= Activity =
Scan the listing below for the word "that" and state how many lines hold it. Write nothing but the number.

※ ※ ※

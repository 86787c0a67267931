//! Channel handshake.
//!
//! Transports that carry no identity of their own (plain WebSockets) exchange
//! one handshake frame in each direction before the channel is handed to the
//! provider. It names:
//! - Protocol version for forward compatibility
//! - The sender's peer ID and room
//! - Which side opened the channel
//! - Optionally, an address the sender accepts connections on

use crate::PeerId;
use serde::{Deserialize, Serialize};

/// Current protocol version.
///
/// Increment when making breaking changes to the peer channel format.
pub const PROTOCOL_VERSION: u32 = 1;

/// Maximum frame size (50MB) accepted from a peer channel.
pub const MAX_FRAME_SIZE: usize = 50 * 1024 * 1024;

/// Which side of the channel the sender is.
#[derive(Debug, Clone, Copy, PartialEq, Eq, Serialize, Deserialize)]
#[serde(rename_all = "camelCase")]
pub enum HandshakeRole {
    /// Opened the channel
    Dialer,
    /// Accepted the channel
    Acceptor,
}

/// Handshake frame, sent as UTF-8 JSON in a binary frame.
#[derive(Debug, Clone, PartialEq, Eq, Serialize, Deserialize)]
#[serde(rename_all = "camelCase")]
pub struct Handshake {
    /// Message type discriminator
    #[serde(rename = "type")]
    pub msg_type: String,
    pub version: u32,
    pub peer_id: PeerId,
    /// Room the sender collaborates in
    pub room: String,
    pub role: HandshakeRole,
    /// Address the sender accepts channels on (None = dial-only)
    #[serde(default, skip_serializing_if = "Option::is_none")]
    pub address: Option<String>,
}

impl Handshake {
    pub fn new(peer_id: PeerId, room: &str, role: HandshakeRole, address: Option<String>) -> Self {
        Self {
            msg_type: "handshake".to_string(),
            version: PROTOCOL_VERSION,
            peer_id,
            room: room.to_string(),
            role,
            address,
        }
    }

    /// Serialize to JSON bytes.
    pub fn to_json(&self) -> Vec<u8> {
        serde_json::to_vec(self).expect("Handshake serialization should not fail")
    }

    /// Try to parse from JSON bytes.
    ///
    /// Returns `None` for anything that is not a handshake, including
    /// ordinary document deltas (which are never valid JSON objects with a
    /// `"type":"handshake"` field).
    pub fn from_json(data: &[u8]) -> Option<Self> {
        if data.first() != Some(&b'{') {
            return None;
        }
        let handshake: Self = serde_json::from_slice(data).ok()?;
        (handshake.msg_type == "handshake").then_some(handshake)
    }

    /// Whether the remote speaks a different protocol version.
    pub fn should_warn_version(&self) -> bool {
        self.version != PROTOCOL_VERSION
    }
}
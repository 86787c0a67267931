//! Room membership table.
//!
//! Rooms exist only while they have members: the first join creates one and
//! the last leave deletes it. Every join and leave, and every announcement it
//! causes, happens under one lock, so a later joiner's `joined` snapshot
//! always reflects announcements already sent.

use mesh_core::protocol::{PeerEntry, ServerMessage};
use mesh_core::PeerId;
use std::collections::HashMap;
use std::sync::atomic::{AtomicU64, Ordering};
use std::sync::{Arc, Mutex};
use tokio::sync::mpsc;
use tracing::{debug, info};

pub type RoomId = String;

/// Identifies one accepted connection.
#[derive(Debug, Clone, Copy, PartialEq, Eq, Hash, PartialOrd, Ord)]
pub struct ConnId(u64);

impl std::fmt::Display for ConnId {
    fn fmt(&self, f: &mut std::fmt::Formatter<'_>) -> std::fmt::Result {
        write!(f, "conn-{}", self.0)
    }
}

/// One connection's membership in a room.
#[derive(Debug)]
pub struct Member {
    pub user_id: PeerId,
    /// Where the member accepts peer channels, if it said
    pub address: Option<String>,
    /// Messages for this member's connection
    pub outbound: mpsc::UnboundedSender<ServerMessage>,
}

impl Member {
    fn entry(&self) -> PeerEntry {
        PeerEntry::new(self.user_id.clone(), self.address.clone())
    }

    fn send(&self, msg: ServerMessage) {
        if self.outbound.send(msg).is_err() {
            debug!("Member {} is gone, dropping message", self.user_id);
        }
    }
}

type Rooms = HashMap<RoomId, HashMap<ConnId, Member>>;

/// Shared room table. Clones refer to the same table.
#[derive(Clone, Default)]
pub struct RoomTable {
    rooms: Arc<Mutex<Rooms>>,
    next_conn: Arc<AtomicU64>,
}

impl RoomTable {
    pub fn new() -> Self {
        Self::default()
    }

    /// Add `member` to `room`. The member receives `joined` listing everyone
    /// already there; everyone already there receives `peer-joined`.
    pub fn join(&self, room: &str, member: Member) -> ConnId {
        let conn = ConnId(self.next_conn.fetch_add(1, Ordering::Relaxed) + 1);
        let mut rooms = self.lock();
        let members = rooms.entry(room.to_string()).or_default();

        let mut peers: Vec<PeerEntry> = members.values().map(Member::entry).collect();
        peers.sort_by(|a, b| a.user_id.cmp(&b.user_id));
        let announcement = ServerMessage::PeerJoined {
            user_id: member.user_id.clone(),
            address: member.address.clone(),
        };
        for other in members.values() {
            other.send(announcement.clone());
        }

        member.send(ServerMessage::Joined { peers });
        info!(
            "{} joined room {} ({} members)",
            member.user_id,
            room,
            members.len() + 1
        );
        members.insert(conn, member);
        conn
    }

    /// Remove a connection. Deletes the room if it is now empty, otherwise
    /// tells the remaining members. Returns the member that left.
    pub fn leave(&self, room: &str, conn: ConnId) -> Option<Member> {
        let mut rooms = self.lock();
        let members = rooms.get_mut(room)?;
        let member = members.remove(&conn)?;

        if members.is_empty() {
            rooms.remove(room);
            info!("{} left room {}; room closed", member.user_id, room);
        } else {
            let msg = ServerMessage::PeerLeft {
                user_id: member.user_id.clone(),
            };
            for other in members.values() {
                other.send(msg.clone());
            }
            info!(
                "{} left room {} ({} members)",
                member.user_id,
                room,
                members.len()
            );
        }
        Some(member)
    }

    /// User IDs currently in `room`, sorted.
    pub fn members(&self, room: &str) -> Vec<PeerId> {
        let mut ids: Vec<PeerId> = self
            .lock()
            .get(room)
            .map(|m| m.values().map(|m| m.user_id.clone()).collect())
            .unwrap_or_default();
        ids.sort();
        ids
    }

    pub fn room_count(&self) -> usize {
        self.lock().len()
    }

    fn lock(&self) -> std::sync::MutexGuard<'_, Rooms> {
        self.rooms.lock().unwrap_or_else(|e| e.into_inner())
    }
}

※ ※ ※

= Response to the task =
3